Collected data entries
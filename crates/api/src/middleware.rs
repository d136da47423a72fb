use axum::{
    http::{HeaderMap, StatusCode},
    middleware::Next,
    response::Response,
};

/// Header the internal task queue sets on every delivery.
pub const QUEUE_NAME_HEADER: &str = "x-light-queue-name";

/// Name of the queue that delivered the request.
#[derive(Debug, Clone, PartialEq, Eq)]
pub struct QueueName(pub String);

/// Only let requests delivered by the internal task queue through.
pub async fn require_queue_header(
    mut req: axum::http::Request<axum::body::Body>,
    next: Next,
) -> Result<Response, StatusCode> {
    let queue = extract_queue_name(req.headers())?;
    tracing::debug!(queue = %queue, "internal delivery");

    req.extensions_mut().insert(QueueName(queue));
    Ok(next.run(req).await)
}

fn extract_queue_name(headers: &HeaderMap) -> Result<String, StatusCode> {
    let value = headers
        .get(QUEUE_NAME_HEADER)
        .ok_or(StatusCode::FORBIDDEN)?
        .to_str()
        .map_err(|_| StatusCode::FORBIDDEN)?
        .trim();

    if value.is_empty() {
        return Err(StatusCode::FORBIDDEN);
    }
    Ok(value.to_string())
}

#[cfg(test)]
mod tests {
    use super::*;
    use axum::http::HeaderValue;

    #[test]
    fn missing_or_blank_header_is_forbidden() {
        let mut headers = HeaderMap::new();
        assert_eq!(extract_queue_name(&headers), Err(StatusCode::FORBIDDEN));

        headers.insert(QUEUE_NAME_HEADER, HeaderValue::from_static("  "));
        assert_eq!(extract_queue_name(&headers), Err(StatusCode::FORBIDDEN));

        headers.insert(QUEUE_NAME_HEADER, HeaderValue::from_static("notifications"));
        assert_eq!(extract_queue_name(&headers).unwrap(), "notifications");
    }
}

Exercise aim. From the records given above, copy all lines containing "QueueName".

Response box.
pub struct QueueName(pub String);
    req.extensions_mut().insert(QueueName(queue));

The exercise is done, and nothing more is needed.